Cwm Farm’s story began eight years ago when carpenter Andrew Davies and his school administrator wife Ruth began rearing Saddleback and Gloucestershire Old Spot pigs at their smallholding in Rhydyfro near Pontardawe.

Initially, they intended to produce pork and sausages for themselves, but such was the positive response from friends and family they decided to expand production and sell them to the public.

Says Ruth, “We bought a catering trailer – Poacher’s Pantry – and sold our bacon and sausages on the A4067 in Pontardawe.”

Looking for ways to add more value to their pork products Ruth went on a fact-finding visit to Denmark, where for the first time she saw salami being made – and it was a revelation.

“This was the something extra I had been looking for,” says Ruth, “and our Saddleback pigs have the right fat ratio for salami making too.”

With help from agri-food support project, Cywain, and 18 months of technical advice and training at the Food Centre Wales at Horeb, Ruth and Andrew created three varieties of salami.

Through assistance from Neath Port Talbot County Borough Council’s Business Development team, the couple set about creating their ‘Salami HQ’ on Pontardawe Industrial Estate, and sourcing specialist equipment – including a drying cabinet from Italy.

Says Ruth “We’ve worked with the Council’s business team from the start, and they have given us lots of great advice in all areas including where to source grants so we can grow our business.”

The home-grown venture has developed into a thriving enterprise producing an innovative and award-winning range of salami and cured meats.

Their growing client base is particularly strong in London where they count top restaurants and iconic retailer Selfridges among their customers.

They have featured at foodie ‘heaven’ - Borough Market too and have just been included on the menu at Tomos Parry’s new restaurant, ‘Brat’ in Shoreditch.

Says Ruth, “It’s been an amazing journey with some wonderful opportunities, and to be able to work with people we’ve met along the way is fantastic.”

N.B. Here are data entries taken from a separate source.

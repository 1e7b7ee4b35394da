//! Policy engine trait

use async_trait::async_trait;

use crate::{EngineType, OpaEvaluationResult, OpaInput};

/// Trait for all policy engine backends
///
/// `evaluate` never fails: transport or evaluation problems are reported in
/// the returned result so callers always receive a verdict.
#[async_trait]
pub trait OpaEngine: Send + Sync {
    /// Which backend this is
    fn engine_type(&self) -> EngineType;

    /// Evaluate a change request
    async fn evaluate(&self, input: &OpaInput) -> OpaEvaluationResult;

    /// Whether the backend can currently serve evaluations
    async fn health_check(&self) -> bool;
}
pub mod errors;
pub mod payments_handler;
pub mod payments_purge_handler;
pub mod payments_summary_handler;
pub mod schema;

use crate::domain::payment::Payment;
use crate::infrastructure::queue::in_memory_queue::InMemoryQueue;

/// The concrete queue the HTTP layer feeds.
pub type IngressQueue = InMemoryQueue<Payment>;
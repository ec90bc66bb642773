use async_trait::async_trait;

use crate::domain::payment::{Payment, ProcessorKind};

/// Submits one payment to one upstream processor. `Ok` means the processor
/// acknowledged the payment; any rejection or transport problem is an error
/// for that attempt, and the caller owns fallback and retry.
#[async_trait]
pub trait ProcessorClient: Send + Sync + 'static {
	async fn submit(
		&self,
		processor: ProcessorKind,
		payment: &Payment,
	) -> Result<(), Box<dyn std::error::Error + Send>>;
}
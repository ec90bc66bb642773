use crate::domain::payment::ProcessorKind;

/// Picks the processor a payment should be sent to first. Implementations
/// must answer from already-available state; a stale answer is acceptable,
/// blocking is not.
pub trait ProcessorRouter: Send + Sync + 'static {
	fn choose_best_processor(&self) -> ProcessorKind;
}
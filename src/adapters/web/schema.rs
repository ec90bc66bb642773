use serde::{Deserialize, Serialize};
use time::OffsetDateTime;
use uuid::Uuid;

#[derive(Debug, Deserialize, Serialize, Clone)]
#[serde(rename_all = "camelCase")]
pub struct PaymentRequest {
	pub correlation_id: Uuid,
	pub amount:         f64,
	#[serde(
		with = "time::serde::rfc3339::option",
		skip_serializing_if = "Option::is_none",
		default
	)]
	pub requested_at:   Option<OffsetDateTime>,
}

#[derive(Debug, Deserialize, Serialize)]
pub struct MessageResponse {
	pub message: String,
}

#[derive(Debug, Deserialize, Serialize)]
pub struct PaymentsSummaryFilter {
	#[serde(with = "time::serde::rfc3339::option", default)]
	pub from: Option<OffsetDateTime>,
	#[serde(with = "time::serde::rfc3339::option", default)]
	pub to:   Option<OffsetDateTime>,
}
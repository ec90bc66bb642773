use actix_web::{App, test, web};
use payment_gateway::adapters::web::IngressQueue;
use payment_gateway::adapters::web::payments_handler::payments;
use payment_gateway::domain::queue::Queue;
use payment_gateway::infrastructure::queue::in_memory_queue::InMemoryQueue;
use payment_gateway::use_cases::create_payment::CreatePaymentUseCase;
use serde_json::json;

#[actix_web::test]
async fn test_payments_endpoint_queues_and_acknowledges() {
	let queue: IngressQueue = InMemoryQueue::with_capacity(10);
	let app = test::init_service(
		App::new()
			.app_data(web::Data::new(CreatePaymentUseCase::new(queue.clone())))
			.service(payments),
	)
	.await;

	let req = test::TestRequest::post()
		.uri("/payments")
		.set_json(json!({
			"correlationId": "11111111-1111-1111-1111-111111111111",
			"amount": 100.0,
			"requestedAt": "2024-01-01T00:00:00Z"
		}))
		.to_request();
	let resp = test::call_service(&app, req).await;

	assert!(resp.status().is_success());
	let body: serde_json::Value = test::read_body_json(resp).await;
	assert_eq!(body["message"], "Payment queued");
	assert_eq!(queue.len(), 1);
}

#[actix_web::test]
async fn test_payments_endpoint_reports_overflow_strictly() {
	let queue: IngressQueue = InMemoryQueue::with_capacity(1);
	let app = test::init_service(
		App::new()
			.app_data(web::Data::new(CreatePaymentUseCase::new(queue.clone())))
			.service(payments),
	)
	.await;

	let accepted = test::call_service(
		&app,
		test::TestRequest::post()
			.uri("/payments")
			.set_json(json!({
				"correlationId": "11111111-1111-1111-1111-111111111111",
				"amount": 1.0
			}))
			.to_request(),
	)
	.await;
	assert!(accepted.status().is_success());

	let dropped = test::call_service(
		&app,
		test::TestRequest::post()
			.uri("/payments")
			.set_json(json!({
				"correlationId": "22222222-2222-2222-2222-222222222222",
				"amount": 2.0
			}))
			.to_request(),
	)
	.await;

	assert_eq!(dropped.status().as_u16(), 503);
	let body: serde_json::Value = test::read_body_json(dropped).await;
	assert!(body["error"].is_string());
	assert_eq!(queue.len(), 1);
}

#[actix_web::test]
async fn test_payments_endpoint_rejects_malformed_bodies() {
	let queue: IngressQueue = InMemoryQueue::with_capacity(10);
	let app = test::init_service(
		App::new()
			.app_data(web::Data::new(CreatePaymentUseCase::new(queue.clone())))
			.service(payments),
	)
	.await;

	let req = test::TestRequest::post()
		.uri("/payments")
		.set_json(json!({"correlationId": "not-a-uuid", "amount": 1.0}))
		.to_request();
	let resp = test::call_service(&app, req).await;

	assert!(resp.status().is_client_error());
	assert_eq!(queue.len(), 0);
}
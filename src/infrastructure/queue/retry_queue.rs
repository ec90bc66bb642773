use std::num::NonZeroUsize;
use std::sync::{Arc, Mutex};
use std::time::Duration;

use lru::LruCache;
use uuid::Uuid;

use crate::domain::payment::Payment;
use crate::domain::queue::Queue;
use crate::infrastructure::queue::in_memory_queue::InMemoryQueue;

/// A payment plus which retry this is (1-based; the initial dispatch is not
/// a retry).
#[derive(Debug, Clone)]
pub struct RetryEntry {
	pub payment: Payment,
	pub attempt: u32,
}

/// Outcome of asking the retry queue to take a failed payment.
#[derive(Debug, Clone, Copy, PartialEq, Eq)]
pub enum RetryDisposition {
	/// Enqueued for the given retry attempt.
	Scheduled(u32),
	/// The payment already used up its attempt budget.
	Exhausted,
	/// The retry queue itself is full.
	Overflow,
}

/// Initial dispatch plus two retries.
pub const MAX_TOTAL_ATTEMPTS: u32 = 3;

/// Bounded FIFO of payments whose dispatch failed, with a per-correlation-id
/// attempt counter. The counter map is LRU-bounded so an adversarial stream
/// of distinct correlation ids cannot grow it without limit.
#[derive(Clone)]
pub struct RetryQueue {
	queue:    InMemoryQueue<RetryEntry>,
	attempts: Arc<Mutex<LruCache<Uuid, u32>>>,
}

impl RetryQueue {
	pub fn new(capacity: usize, attempt_capacity: usize) -> Self {
		let attempt_capacity = NonZeroUsize::new(attempt_capacity)
			.unwrap_or(NonZeroUsize::MIN);
		Self {
			queue:    InMemoryQueue::with_capacity(capacity),
			attempts: Arc::new(Mutex::new(LruCache::new(attempt_capacity))),
		}
	}

	/// Record one more failed attempt for this payment and queue it for a
	/// retry, unless its attempt budget is spent.
	pub fn schedule(&self, payment: Payment) -> RetryDisposition {
		let retry_number = {
			let mut attempts = self.attempts.lock().unwrap();
			let made = attempts
				.get(&payment.correlation_id)
				.copied()
				.unwrap_or(1);
			if made >= MAX_TOTAL_ATTEMPTS {
				return RetryDisposition::Exhausted;
			}
			attempts.put(payment.correlation_id, made + 1);
			made
		};

		let entry = RetryEntry {
			payment,
			attempt: retry_number,
		};
		match self.queue.try_push(entry) {
			Ok(()) => RetryDisposition::Scheduled(retry_number),
			Err(_) => RetryDisposition::Overflow,
		}
	}

	pub async fn pop(&self, timeout: Duration) -> Option<RetryEntry> {
		self.queue.pop(timeout).await
	}

	pub fn task_done(&self) {
		self.queue.task_done();
	}

	pub fn len(&self) -> usize {
		self.queue.len()
	}

	pub fn is_empty(&self) -> bool {
		self.queue.is_empty()
	}
}
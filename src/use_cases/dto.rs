use serde::{Deserialize, Serialize};
use time::OffsetDateTime;
use uuid::Uuid;

#[derive(Debug, Clone)]
pub struct CreatePaymentCommand {
	pub correlation_id: Uuid,
	pub amount:         f64,
	pub requested_at:   Option<OffsetDateTime>,
}

/// Optional reporting window; both endpoints are inclusive. A missing
/// `from` means "since forever", a missing `to` means "until now".
#[derive(Debug, Clone, Default)]
pub struct GetPaymentSummaryQuery {
	pub from: Option<OffsetDateTime>,
	pub to:   Option<OffsetDateTime>,
}

#[derive(Debug, Default, Clone, PartialEq, Serialize, Deserialize)]
#[serde(rename_all = "camelCase")]
pub struct PaymentSummaryResult {
	pub total_requests: usize,
	pub total_amount:   f64,
}

#[derive(Debug, Clone, Serialize, Deserialize)]
pub struct PaymentsSummaryResponse {
	pub default:  PaymentSummaryResult,
	pub fallback: PaymentSummaryResult,
}
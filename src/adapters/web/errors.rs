use actix_web::http::StatusCode;
use actix_web::http::header::ContentType;
use actix_web::{HttpResponse, error};
use derive_more::derive::{Display, Error};
use serde::Serialize;

#[derive(Serialize)]
struct ErrorResponse {
	error: String,
}

#[derive(Debug, Display, Error)]
pub enum ApiError {
	#[display("payment queue is at capacity")]
	IngressOverflow,
	#[display("internal server error")]
	Internal,
}

impl error::ResponseError for ApiError {
	fn error_response(&self) -> HttpResponse {
		HttpResponse::build(self.status_code())
			.content_type(ContentType::json())
			.json(ErrorResponse {
				error: self.to_string(),
			})
	}

	fn status_code(&self) -> StatusCode {
		match self {
			ApiError::IngressOverflow => StatusCode::SERVICE_UNAVAILABLE,
			ApiError::Internal => StatusCode::INTERNAL_SERVER_ERROR,
		}
	}
}

#[cfg(test)]
mod tests {
	use actix_web::error::ResponseError;

	use super::*;

	#[test]
	fn test_ingress_overflow_maps_to_service_unavailable() {
		let error = ApiError::IngressOverflow;

		assert_eq!(error.status_code(), StatusCode::SERVICE_UNAVAILABLE);
		let resp = error.error_response();
		assert_eq!(resp.status(), StatusCode::SERVICE_UNAVAILABLE);
	}

	#[test]
	fn test_internal_maps_to_internal_server_error() {
		let error = ApiError::Internal;

		assert_eq!(error.status_code(), StatusCode::INTERNAL_SERVER_ERROR);
		let resp = error.error_response();
		assert_eq!(resp.status(), StatusCode::INTERNAL_SERVER_ERROR);
	}
}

Cwm Farm’s range has been served at a Downing Street reception to Prime Minister Theresa May, and at the British Embassy in Finland too. 

While nearer to home, Cwm Farm’s charcuterie can be found at Parc y Scarlets, farmers markets, delis and restaurants where they are sold in a variety of flavours and sizes and can be served in numerous ways.

The council’s business team is currently helping Cwm Farm with its next expansion project – the creation of a ‘salt wall’ drying room and refrigeration area.

Explains Ruth, “A salt wall entails using blocks of pink Himalayan salt which help to dry the salami, and with NPTCBC’s help we are preparing the room.”

Cllr Annette Wingrave said: “We are so pleased that the Business development team has been able to work with, what was initially a small business to grow and expand its products. The development of the new salt wall will see the company diversify and expand into new markets. We wish Ruth and Andrew all the best with the business.”